=== Section Start ===
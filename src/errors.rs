// src/errors.rs

use actix_web::{HttpResponse, ResponseError};
use serde_json::json;
use thiserror::Error;

/// Application error taxonomy. Validation failures become 400s, missing
/// resources 404s, catalog connectivity problems 502s, and everything
/// that goes wrong inside a store operation a generic 500.
#[derive(Debug, Error)]
pub enum AppError {
    #[error("Validation error: {0}")]
    Validation(String),

    #[error("Resource not found: {0}")]
    NotFound(String),

    #[error("Configuration error: {0}")]
    Config(String),

    #[error("Database error: {0}")]
    Sqlx(#[from] sqlx::Error),

    #[error("Catalog request failed: {0}")]
    Catalog(#[from] reqwest::Error),
}

impl ResponseError for AppError {
    fn error_response(&self) -> HttpResponse {
        tracing::error!(error = %self, "responding with error");
        match self {
            AppError::Validation(m) => HttpResponse::BadRequest().json(json!({ "error": m })),
            AppError::NotFound(m) => HttpResponse::NotFound().json(json!({ "error": m })),
            AppError::Config(m) => HttpResponse::InternalServerError()
                .json(json!({ "error": "Configuration issue", "detail": m })),
            // The sqlx error itself is logged above; clients only see a
            // generic body.
            AppError::Sqlx(_) => HttpResponse::InternalServerError()
                .json(json!({ "error": "Internal server error" })),
            AppError::Catalog(_) => HttpResponse::BadGateway()
                .json(json!({ "error": "Failed to load products from catalog" })),
        }
    }
}
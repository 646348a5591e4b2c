// src/main.rs

use actix_web::{web, App, HttpServer};
use sqlx::{Pool, Postgres};
use tracing_actix_web::TracingLogger;

mod cart;
mod catalog;
mod config;
mod errors;
mod shared;
mod wishlist;

use crate::catalog::catalog_client::CatalogClient;
use crate::config::AppConfig;

/// Shared application state: the Postgres pool for the cart/wishlist
/// stores and the outbound client for the product catalog.
pub struct AppState {
    pub db_pool: Pool<Postgres>,
    pub catalog: CatalogClient,
}

#[actix_web::main]
async fn main() -> std::io::Result<()> {
    tracing_subscriber::fmt()
        .with_env_filter(
            tracing_subscriber::EnvFilter::try_from_default_env()
                .unwrap_or_else(|_| tracing_subscriber::EnvFilter::new("info")),
        )
        .init();

    let config = AppConfig::from_env().expect("Failed to load configuration");

    // The cart and wishlist tables live in Postgres; see schema.sql.
    // price columns are NUMERIC to stay compatible with bigdecimal::BigDecimal.
    let db_pool = Pool::<Postgres>::connect(&config.database_url)
        .await
        .expect("Failed to connect to PostgreSQL");
    tracing::info!("connected to PostgreSQL");

    let catalog = CatalogClient::new(&config.catalog_base_url, config.catalog_timeout)
        .expect("Failed to build catalog client");

    let app_state = web::Data::new(AppState { db_pool, catalog });

    tracing::info!(
        "starting minimart API on {}:{}",
        config.server_host,
        config.server_port
    );

    HttpServer::new(move || {
        App::new()
            .app_data(app_state.clone())
            .wrap(TracingLogger::default())
            // Cart
            .service(cart::cart_router::add_to_cart)
            .service(cart::cart_router::get_cart)
            // Wishlist
            .service(wishlist::wishlist_router::add_to_wishlist)
            // Catalog (listing and detail views)
            .service(catalog::catalog_router::list_products)
            .service(catalog::catalog_router::get_product)
    })
    .bind((config.server_host.as_str(), config.server_port))?
    .run()
    .await
}
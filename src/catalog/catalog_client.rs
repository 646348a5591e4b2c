// src/catalog/catalog_client.rs

use std::time::Duration;

use reqwest::StatusCode;

use super::catalog_structs::{Product, ProductsPage};
use crate::errors::AppError;

/// Thin client for the public read-only product catalog. One fetch per
/// request; no retry, no cache.
#[derive(Clone)]
pub struct CatalogClient {
    http: reqwest::Client,
    base_url: String,
}

impl CatalogClient {
    pub fn new(base_url: &str, timeout: Duration) -> Result<Self, AppError> {
        let http = reqwest::Client::builder().timeout(timeout).build()?;
        Ok(Self {
            http,
            base_url: base_url.trim_end_matches('/').to_string(),
        })
    }

    /// Fetches the full product collection.
    pub async fn list_products(&self) -> Result<ProductsPage, AppError> {
        let url = format!("{}/products", self.base_url);
        let resp = self.http.get(&url).send().await?.error_for_status()?;
        Ok(resp.json::<ProductsPage>().await?)
    }

    /// Fetches a single product. The catalog's 404 surfaces as our 404.
    pub async fn get_product(&self, id: i64) -> Result<Product, AppError> {
        let url = format!("{}/products/{}", self.base_url, id);
        let resp = self.http.get(&url).send().await?;
        if resp.status() == StatusCode::NOT_FOUND {
            return Err(AppError::NotFound(format!("Product with id {} not found", id)));
        }
        let resp = resp.error_for_status()?;
        Ok(resp.json::<Product>().await?)
    }
}
// src/wishlist/wishlist_router.rs

use actix_web::{post, web, HttpResponse};
use sqlx::query_as;

use super::wishlist_structs::{AddToWishlistRequest, WishlistItem, WishlistMutationResponse};
use crate::errors::AppError;
use crate::AppState;

/// Adds a product to the wishlist. Unlike the cart, a repeat request is
/// an idempotent no-op: the existing row is returned unchanged with 200.
///
/// DO NOTHING makes the insert race-safe: of two concurrent requests for
/// the same product one wins the insert, the other falls through to the
/// select and finds the winner's row.
#[post("/api/wishlist")]
pub async fn add_to_wishlist(
    data: web::Data<AppState>,
    body: web::Json<AddToWishlistRequest>,
) -> Result<HttpResponse, AppError> {
    let item = body.into_inner().into_new_item()?;

    let inserted = query_as::<_, WishlistItem>(
        "INSERT INTO wishlist_items (product_id, title, rating, price, discount_percentage) \
         VALUES ($1, $2, $3, $4, $5) \
         ON CONFLICT (product_id) DO NOTHING \
         RETURNING id, product_id, title, rating, price, discount_percentage",
    )
    .bind(item.product_id)
    .bind(&item.title)
    .bind(item.rating)
    .bind(&item.price)
    .bind(item.discount_percentage)
    .fetch_optional(&data.db_pool)
    .await?;

    match inserted {
        Some(stored) => {
            tracing::info!(product_id = item.product_id, "wishlist item created");
            Ok(HttpResponse::Created().json(WishlistMutationResponse {
                message: "Item added to wishlist".to_string(),
                item: stored,
            }))
        }
        None => {
            // No row came back, so one already exists; rows are never
            // deleted, which makes this fetch safe.
            let existing = query_as::<_, WishlistItem>(
                "SELECT id, product_id, title, rating, price, discount_percentage \
                 FROM wishlist_items WHERE product_id = $1",
            )
            .bind(item.product_id)
            .fetch_one(&data.db_pool)
            .await?;

            Ok(HttpResponse::Ok().json(WishlistMutationResponse {
                message: "Item already in wishlist".to_string(),
                item: existing,
            }))
        }
    }
}
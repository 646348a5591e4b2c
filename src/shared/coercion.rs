// src/shared/coercion.rs

//! Lenient deserializers for numeric request fields.
//!
//! The upstream catalog is not consistent about numeric types: the same
//! field can arrive as `12`, `12.5` or `"12.5"` depending on where the
//! client copied it from. Every numeric field on a request body goes
//! through one of these helpers so the stored value always carries its
//! column's type. Absent keys and JSON null both map to `None`; a value
//! that cannot be parsed is a deserialization error.

use std::fmt;

use bigdecimal::BigDecimal;
use serde::de::{self, Deserializer, Visitor};

pub fn opt_i64<'de, D>(deserializer: D) -> Result<Option<i64>, D::Error>
where
    D: Deserializer<'de>,
{
    struct V;

    impl<'de> Visitor<'de> for V {
        type Value = Option<i64>;

        fn expecting(&self, f: &mut fmt::Formatter) -> fmt::Result {
            f.write_str("an integer, an integer string, or null")
        }

        fn visit_i64<E: de::Error>(self, v: i64) -> Result<Self::Value, E> {
            Ok(Some(v))
        }

        fn visit_u64<E: de::Error>(self, v: u64) -> Result<Self::Value, E> {
            i64::try_from(v)
                .map(Some)
                .map_err(|_| E::custom(format!("integer {} is out of range", v)))
        }

        fn visit_f64<E: de::Error>(self, v: f64) -> Result<Self::Value, E> {
            if v.fract() == 0.0 && v >= i64::MIN as f64 && v <= i64::MAX as f64 {
                Ok(Some(v as i64))
            } else {
                Err(E::custom(format!("{} is not an integer", v)))
            }
        }

        fn visit_str<E: de::Error>(self, v: &str) -> Result<Self::Value, E> {
            v.trim()
                .parse::<i64>()
                .map(Some)
                .map_err(|_| E::custom(format!("cannot parse {:?} as an integer", v)))
        }

        fn visit_unit<E: de::Error>(self) -> Result<Self::Value, E> {
            Ok(None)
        }
    }

    deserializer.deserialize_any(V)
}

pub fn opt_i32<'de, D>(deserializer: D) -> Result<Option<i32>, D::Error>
where
    D: Deserializer<'de>,
{
    struct V;

    impl<'de> Visitor<'de> for V {
        type Value = Option<i32>;

        fn expecting(&self, f: &mut fmt::Formatter) -> fmt::Result {
            f.write_str("a 32-bit integer, an integer string, or null")
        }

        fn visit_i64<E: de::Error>(self, v: i64) -> Result<Self::Value, E> {
            i32::try_from(v)
                .map(Some)
                .map_err(|_| E::custom(format!("integer {} is out of range", v)))
        }

        fn visit_u64<E: de::Error>(self, v: u64) -> Result<Self::Value, E> {
            i32::try_from(v)
                .map(Some)
                .map_err(|_| E::custom(format!("integer {} is out of range", v)))
        }

        fn visit_f64<E: de::Error>(self, v: f64) -> Result<Self::Value, E> {
            if v.fract() == 0.0 && v >= i32::MIN as f64 && v <= i32::MAX as f64 {
                Ok(Some(v as i32))
            } else {
                Err(E::custom(format!("{} is not a 32-bit integer", v)))
            }
        }

        fn visit_str<E: de::Error>(self, v: &str) -> Result<Self::Value, E> {
            v.trim()
                .parse::<i32>()
                .map(Some)
                .map_err(|_| E::custom(format!("cannot parse {:?} as an integer", v)))
        }

        fn visit_unit<E: de::Error>(self) -> Result<Self::Value, E> {
            Ok(None)
        }
    }

    deserializer.deserialize_any(V)
}

pub fn opt_f64<'de, D>(deserializer: D) -> Result<Option<f64>, D::Error>
where
    D: Deserializer<'de>,
{
    struct V;

    impl<'de> Visitor<'de> for V {
        type Value = Option<f64>;

        fn expecting(&self, f: &mut fmt::Formatter) -> fmt::Result {
            f.write_str("a number, a numeric string, or null")
        }

        fn visit_i64<E: de::Error>(self, v: i64) -> Result<Self::Value, E> {
            Ok(Some(v as f64))
        }

        fn visit_u64<E: de::Error>(self, v: u64) -> Result<Self::Value, E> {
            Ok(Some(v as f64))
        }

        fn visit_f64<E: de::Error>(self, v: f64) -> Result<Self::Value, E> {
            Ok(Some(v))
        }

        fn visit_str<E: de::Error>(self, v: &str) -> Result<Self::Value, E> {
            match v.trim().parse::<f64>() {
                Ok(parsed) if parsed.is_finite() => Ok(Some(parsed)),
                _ => Err(E::custom(format!("cannot parse {:?} as a number", v))),
            }
        }

        fn visit_unit<E: de::Error>(self) -> Result<Self::Value, E> {
            Ok(None)
        }
    }

    deserializer.deserialize_any(V)
}

pub fn opt_decimal<'de, D>(deserializer: D) -> Result<Option<BigDecimal>, D::Error>
where
    D: Deserializer<'de>,
{
    struct V;

    impl<'de> Visitor<'de> for V {
        type Value = Option<BigDecimal>;

        fn expecting(&self, f: &mut fmt::Formatter) -> fmt::Result {
            f.write_str("a number, a numeric string, or null")
        }

        fn visit_i64<E: de::Error>(self, v: i64) -> Result<Self::Value, E> {
            Ok(Some(BigDecimal::from(v)))
        }

        fn visit_u64<E: de::Error>(self, v: u64) -> Result<Self::Value, E> {
            Ok(Some(BigDecimal::from(v)))
        }

        fn visit_f64<E: de::Error>(self, v: f64) -> Result<Self::Value, E> {
            if !v.is_finite() {
                return Err(E::custom(format!("{} is not a valid price", v)));
            }
            // Display gives the shortest round-trip representation, so a
            // JSON 9.99 becomes the decimal 9.99 rather than its exact
            // binary expansion.
            v.to_string()
                .parse::<BigDecimal>()
                .map(Some)
                .map_err(|_| E::custom(format!("cannot represent {} as a decimal", v)))
        }

        fn visit_str<E: de::Error>(self, v: &str) -> Result<Self::Value, E> {
            v.trim()
                .parse::<BigDecimal>()
                .map(Some)
                .map_err(|_| E::custom(format!("cannot parse {:?} as a decimal", v)))
        }

        fn visit_unit<E: de::Error>(self) -> Result<Self::Value, E> {
            Ok(None)
        }
    }

    deserializer.deserialize_any(V)
}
=== Section End ===
_WORK REQUEST_:
Nothing should be returned except the lines from the first line of the data above through the line with "502s, and everything", each one exact.

_SOLUTION FOR THIS EXERCISE_:
filename src/errors.rs
// src/errors.rs

use actix_web::{HttpResponse, ResponseError};
use serde_json::json;
use thiserror::Error;

/// Application error taxonomy. Validation failures become 400s, missing
/// resources 404s, catalog connectivity problems 502s, and everything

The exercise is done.